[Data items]
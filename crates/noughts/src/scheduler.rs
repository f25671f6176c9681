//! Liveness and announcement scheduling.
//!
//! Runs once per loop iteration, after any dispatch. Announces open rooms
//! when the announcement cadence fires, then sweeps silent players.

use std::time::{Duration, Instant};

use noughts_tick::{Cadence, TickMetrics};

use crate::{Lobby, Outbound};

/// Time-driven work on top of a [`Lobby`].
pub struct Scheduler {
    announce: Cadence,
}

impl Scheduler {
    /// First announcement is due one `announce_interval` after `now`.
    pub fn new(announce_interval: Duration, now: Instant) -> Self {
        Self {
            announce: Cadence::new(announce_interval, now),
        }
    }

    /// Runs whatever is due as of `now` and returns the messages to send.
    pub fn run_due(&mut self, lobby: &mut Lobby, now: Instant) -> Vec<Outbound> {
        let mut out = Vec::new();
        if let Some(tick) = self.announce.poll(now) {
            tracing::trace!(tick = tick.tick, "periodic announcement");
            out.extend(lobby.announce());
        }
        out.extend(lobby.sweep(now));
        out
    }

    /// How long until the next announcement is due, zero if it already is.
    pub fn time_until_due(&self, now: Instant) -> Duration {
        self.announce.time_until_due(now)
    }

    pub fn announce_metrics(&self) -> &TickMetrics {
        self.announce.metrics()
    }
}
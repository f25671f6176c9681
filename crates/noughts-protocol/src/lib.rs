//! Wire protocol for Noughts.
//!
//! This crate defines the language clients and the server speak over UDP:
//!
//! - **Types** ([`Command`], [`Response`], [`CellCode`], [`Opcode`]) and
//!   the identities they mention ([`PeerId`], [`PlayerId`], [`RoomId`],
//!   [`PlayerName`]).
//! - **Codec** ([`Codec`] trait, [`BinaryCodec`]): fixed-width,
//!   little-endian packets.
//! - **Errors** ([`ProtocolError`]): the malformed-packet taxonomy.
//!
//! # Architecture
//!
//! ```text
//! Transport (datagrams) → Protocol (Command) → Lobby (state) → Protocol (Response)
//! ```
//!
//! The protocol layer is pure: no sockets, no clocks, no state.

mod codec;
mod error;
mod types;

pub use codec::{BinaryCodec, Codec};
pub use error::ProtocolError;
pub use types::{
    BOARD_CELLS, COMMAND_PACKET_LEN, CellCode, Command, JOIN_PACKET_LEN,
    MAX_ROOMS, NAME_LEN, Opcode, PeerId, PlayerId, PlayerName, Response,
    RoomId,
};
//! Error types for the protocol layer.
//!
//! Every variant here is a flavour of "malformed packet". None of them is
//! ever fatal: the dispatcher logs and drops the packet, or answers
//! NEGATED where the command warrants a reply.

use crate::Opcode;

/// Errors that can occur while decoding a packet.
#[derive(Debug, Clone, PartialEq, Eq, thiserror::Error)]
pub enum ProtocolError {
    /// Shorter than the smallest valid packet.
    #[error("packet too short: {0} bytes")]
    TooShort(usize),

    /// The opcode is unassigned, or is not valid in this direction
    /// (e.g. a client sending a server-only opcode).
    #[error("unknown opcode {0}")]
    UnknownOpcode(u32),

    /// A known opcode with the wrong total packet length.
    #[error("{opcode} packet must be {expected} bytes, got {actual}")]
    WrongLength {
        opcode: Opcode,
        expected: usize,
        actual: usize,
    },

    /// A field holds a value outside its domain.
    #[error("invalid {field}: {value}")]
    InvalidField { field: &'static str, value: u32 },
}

* * *

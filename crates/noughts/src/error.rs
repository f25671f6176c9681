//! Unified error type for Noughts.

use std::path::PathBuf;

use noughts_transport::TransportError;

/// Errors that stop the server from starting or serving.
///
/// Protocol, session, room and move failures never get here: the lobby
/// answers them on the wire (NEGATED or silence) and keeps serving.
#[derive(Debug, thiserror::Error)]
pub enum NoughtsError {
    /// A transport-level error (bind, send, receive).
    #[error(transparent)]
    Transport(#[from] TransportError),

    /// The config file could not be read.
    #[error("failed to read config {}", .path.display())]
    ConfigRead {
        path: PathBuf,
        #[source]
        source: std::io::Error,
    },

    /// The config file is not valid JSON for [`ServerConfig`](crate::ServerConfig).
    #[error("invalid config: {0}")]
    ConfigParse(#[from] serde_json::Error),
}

* * *

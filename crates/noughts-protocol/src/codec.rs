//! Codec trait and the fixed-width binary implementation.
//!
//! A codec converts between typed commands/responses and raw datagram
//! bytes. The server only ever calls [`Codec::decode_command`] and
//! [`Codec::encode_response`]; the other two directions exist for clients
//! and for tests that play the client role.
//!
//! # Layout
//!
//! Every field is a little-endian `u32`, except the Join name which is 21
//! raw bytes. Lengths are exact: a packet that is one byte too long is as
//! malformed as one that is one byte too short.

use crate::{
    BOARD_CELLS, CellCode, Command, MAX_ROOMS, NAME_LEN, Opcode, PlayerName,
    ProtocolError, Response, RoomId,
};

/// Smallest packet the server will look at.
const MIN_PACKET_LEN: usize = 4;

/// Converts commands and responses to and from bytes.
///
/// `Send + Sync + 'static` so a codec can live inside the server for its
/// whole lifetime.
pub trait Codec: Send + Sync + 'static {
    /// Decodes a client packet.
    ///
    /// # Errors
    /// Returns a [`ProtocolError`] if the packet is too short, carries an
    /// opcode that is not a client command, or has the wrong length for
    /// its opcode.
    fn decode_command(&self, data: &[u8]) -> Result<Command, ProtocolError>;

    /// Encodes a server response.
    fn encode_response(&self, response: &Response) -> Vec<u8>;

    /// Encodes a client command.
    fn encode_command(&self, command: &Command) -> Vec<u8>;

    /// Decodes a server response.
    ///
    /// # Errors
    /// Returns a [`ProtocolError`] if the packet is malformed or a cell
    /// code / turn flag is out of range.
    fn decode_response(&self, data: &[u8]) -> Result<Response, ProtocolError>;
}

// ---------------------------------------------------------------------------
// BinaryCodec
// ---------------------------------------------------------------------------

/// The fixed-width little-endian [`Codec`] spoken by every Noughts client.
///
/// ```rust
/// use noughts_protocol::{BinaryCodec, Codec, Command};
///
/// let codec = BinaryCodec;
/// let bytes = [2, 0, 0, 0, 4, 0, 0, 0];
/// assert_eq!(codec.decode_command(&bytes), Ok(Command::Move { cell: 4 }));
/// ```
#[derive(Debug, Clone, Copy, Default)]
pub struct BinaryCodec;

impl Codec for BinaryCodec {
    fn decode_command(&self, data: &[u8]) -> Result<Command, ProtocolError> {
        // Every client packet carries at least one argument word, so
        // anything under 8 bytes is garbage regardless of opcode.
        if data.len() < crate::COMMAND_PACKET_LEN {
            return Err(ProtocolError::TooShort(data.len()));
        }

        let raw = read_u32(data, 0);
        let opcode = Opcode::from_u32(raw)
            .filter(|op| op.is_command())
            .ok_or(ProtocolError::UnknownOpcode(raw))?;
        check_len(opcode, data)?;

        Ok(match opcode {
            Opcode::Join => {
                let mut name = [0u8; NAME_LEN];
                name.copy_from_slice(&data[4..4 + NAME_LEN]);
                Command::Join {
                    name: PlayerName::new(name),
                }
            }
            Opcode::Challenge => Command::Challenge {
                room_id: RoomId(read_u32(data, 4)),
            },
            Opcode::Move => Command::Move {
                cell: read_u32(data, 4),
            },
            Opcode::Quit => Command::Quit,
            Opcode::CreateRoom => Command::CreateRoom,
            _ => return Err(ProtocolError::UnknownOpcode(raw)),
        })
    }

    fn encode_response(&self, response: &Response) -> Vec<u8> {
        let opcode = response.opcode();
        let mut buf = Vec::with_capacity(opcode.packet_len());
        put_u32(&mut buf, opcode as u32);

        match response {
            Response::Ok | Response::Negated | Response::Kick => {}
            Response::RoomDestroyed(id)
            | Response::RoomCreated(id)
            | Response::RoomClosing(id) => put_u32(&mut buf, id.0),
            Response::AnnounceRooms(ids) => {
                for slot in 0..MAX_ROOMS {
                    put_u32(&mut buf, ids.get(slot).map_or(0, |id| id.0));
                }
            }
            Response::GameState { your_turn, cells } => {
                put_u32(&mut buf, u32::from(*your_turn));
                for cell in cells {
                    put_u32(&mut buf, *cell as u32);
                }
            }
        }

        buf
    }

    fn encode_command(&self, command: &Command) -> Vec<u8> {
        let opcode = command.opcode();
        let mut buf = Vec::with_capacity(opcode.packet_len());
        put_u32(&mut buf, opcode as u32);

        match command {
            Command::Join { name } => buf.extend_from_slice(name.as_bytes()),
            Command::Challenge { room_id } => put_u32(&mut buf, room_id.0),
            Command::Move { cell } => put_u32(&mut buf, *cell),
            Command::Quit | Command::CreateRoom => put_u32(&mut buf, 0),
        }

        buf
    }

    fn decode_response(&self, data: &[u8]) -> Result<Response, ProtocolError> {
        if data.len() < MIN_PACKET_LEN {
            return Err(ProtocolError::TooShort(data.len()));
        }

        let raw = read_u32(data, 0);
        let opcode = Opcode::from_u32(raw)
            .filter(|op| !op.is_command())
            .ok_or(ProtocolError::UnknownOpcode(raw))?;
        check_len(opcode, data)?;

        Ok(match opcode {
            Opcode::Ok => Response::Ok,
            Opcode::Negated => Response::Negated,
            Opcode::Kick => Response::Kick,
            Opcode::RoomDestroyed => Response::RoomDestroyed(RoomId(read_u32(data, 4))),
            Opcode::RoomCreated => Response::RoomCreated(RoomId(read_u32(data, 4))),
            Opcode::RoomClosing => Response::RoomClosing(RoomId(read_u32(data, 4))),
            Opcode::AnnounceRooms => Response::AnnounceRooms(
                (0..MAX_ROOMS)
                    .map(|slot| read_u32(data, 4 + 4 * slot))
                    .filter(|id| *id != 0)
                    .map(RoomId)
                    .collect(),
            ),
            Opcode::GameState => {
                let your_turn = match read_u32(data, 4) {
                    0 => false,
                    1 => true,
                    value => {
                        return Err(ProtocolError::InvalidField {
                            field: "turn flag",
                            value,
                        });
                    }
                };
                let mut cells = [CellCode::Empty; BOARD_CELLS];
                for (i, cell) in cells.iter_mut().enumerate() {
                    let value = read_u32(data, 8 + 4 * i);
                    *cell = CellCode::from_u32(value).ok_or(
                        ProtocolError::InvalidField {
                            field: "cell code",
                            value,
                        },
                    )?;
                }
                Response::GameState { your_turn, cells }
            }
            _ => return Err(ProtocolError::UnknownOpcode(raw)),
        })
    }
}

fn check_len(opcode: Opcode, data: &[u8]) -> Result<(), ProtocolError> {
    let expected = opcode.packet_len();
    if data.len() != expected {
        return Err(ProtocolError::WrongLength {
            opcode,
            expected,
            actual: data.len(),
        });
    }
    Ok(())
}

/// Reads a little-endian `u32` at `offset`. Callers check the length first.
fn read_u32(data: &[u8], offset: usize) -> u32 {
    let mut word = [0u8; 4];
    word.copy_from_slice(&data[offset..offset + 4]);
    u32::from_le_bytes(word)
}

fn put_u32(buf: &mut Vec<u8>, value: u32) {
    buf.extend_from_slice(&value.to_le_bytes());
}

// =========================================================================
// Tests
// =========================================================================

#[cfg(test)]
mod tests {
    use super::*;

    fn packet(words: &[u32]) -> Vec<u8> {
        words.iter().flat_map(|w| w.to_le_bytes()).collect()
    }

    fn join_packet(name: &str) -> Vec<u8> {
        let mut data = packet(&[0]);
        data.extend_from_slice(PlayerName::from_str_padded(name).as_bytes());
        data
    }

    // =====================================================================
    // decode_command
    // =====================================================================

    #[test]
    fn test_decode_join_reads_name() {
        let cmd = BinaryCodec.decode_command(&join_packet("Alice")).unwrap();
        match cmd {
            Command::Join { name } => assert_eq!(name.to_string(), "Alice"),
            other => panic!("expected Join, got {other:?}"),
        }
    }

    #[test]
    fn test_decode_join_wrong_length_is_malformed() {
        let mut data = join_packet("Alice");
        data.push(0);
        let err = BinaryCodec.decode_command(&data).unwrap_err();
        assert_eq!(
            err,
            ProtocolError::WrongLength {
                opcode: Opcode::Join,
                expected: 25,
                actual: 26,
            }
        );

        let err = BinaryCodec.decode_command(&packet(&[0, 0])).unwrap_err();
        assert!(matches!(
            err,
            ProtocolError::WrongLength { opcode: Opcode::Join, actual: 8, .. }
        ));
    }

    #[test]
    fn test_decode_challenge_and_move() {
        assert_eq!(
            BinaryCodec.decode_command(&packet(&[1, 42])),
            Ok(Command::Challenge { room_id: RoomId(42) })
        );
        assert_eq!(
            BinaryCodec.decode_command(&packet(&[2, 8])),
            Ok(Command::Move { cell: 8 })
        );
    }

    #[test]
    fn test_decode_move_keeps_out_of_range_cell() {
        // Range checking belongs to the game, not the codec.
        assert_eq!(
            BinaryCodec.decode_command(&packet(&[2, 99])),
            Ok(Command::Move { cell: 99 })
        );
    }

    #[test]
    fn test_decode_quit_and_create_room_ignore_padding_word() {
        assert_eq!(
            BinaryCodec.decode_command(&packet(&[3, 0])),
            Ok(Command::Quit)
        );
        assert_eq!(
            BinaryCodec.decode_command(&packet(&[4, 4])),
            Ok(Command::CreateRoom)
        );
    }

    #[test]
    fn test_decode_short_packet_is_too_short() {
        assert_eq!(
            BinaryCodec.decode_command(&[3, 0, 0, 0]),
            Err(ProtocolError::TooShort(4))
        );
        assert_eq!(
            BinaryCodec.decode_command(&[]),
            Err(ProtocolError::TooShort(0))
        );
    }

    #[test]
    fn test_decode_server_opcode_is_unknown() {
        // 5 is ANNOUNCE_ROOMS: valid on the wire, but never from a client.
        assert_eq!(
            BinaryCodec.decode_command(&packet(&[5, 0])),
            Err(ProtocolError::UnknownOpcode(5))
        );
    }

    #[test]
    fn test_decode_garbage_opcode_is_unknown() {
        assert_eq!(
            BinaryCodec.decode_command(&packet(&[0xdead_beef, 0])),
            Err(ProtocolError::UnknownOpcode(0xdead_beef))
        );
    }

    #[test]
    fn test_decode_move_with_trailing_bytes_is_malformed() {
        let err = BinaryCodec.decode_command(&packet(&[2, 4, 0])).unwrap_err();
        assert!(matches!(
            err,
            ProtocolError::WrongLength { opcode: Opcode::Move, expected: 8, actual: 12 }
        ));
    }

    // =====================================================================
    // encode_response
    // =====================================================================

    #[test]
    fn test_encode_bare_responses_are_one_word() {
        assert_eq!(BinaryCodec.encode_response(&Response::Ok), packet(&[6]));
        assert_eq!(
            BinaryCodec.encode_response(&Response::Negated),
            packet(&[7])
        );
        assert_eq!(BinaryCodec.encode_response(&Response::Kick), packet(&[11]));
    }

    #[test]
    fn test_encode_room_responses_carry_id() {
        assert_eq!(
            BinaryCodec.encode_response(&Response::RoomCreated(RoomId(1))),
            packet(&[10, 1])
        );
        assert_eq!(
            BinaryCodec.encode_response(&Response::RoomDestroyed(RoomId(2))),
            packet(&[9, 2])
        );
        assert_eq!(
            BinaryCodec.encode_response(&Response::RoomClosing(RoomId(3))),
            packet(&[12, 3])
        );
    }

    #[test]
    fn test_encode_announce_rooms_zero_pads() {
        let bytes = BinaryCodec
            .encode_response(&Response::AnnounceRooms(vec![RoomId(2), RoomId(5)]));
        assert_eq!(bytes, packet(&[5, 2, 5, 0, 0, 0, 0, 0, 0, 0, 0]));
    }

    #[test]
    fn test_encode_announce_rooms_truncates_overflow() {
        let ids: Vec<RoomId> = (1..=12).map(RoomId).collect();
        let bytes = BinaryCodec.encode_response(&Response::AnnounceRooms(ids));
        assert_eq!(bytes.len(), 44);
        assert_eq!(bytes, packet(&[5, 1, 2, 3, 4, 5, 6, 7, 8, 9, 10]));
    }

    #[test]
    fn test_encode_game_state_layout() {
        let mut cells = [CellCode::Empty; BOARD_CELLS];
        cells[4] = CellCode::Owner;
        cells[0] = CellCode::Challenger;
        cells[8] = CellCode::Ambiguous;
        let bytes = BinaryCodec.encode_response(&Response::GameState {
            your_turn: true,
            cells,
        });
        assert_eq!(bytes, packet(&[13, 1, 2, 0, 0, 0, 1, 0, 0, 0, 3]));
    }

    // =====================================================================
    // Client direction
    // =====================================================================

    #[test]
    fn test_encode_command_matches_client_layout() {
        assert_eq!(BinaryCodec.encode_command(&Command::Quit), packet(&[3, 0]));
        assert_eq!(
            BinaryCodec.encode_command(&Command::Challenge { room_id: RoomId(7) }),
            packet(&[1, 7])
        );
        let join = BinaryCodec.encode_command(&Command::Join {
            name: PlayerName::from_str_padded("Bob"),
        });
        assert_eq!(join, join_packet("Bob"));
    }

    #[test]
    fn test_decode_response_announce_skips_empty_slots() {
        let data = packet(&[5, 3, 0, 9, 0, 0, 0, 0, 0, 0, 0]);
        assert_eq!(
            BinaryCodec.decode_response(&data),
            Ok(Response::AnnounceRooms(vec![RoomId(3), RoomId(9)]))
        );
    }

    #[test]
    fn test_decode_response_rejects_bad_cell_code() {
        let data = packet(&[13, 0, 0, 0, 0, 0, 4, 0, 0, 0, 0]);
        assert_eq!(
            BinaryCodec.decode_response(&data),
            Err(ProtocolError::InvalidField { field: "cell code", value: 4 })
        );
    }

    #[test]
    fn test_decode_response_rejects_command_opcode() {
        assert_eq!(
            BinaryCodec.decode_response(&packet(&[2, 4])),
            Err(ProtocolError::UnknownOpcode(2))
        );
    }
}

» **Task description**
The required output is every line above from the one with "filename crates/noughts/src/scheduler.rs" down to the one with "pub struct Scheduler", restated word for word, ends included.

» **Exercise answer**
filename crates/noughts/src/scheduler.rs
repository f25671f6176c9681
//! Liveness and announcement scheduling.
//!
//! Runs once per loop iteration, after any dispatch. Announces open rooms
//! when the announcement cadence fires, then sweeps silent players.

use std::time::{Duration, Instant};

use noughts_tick::{Cadence, TickMetrics};

use crate::{Lobby, Outbound};

/// Time-driven work on top of a [`Lobby`].
pub struct Scheduler {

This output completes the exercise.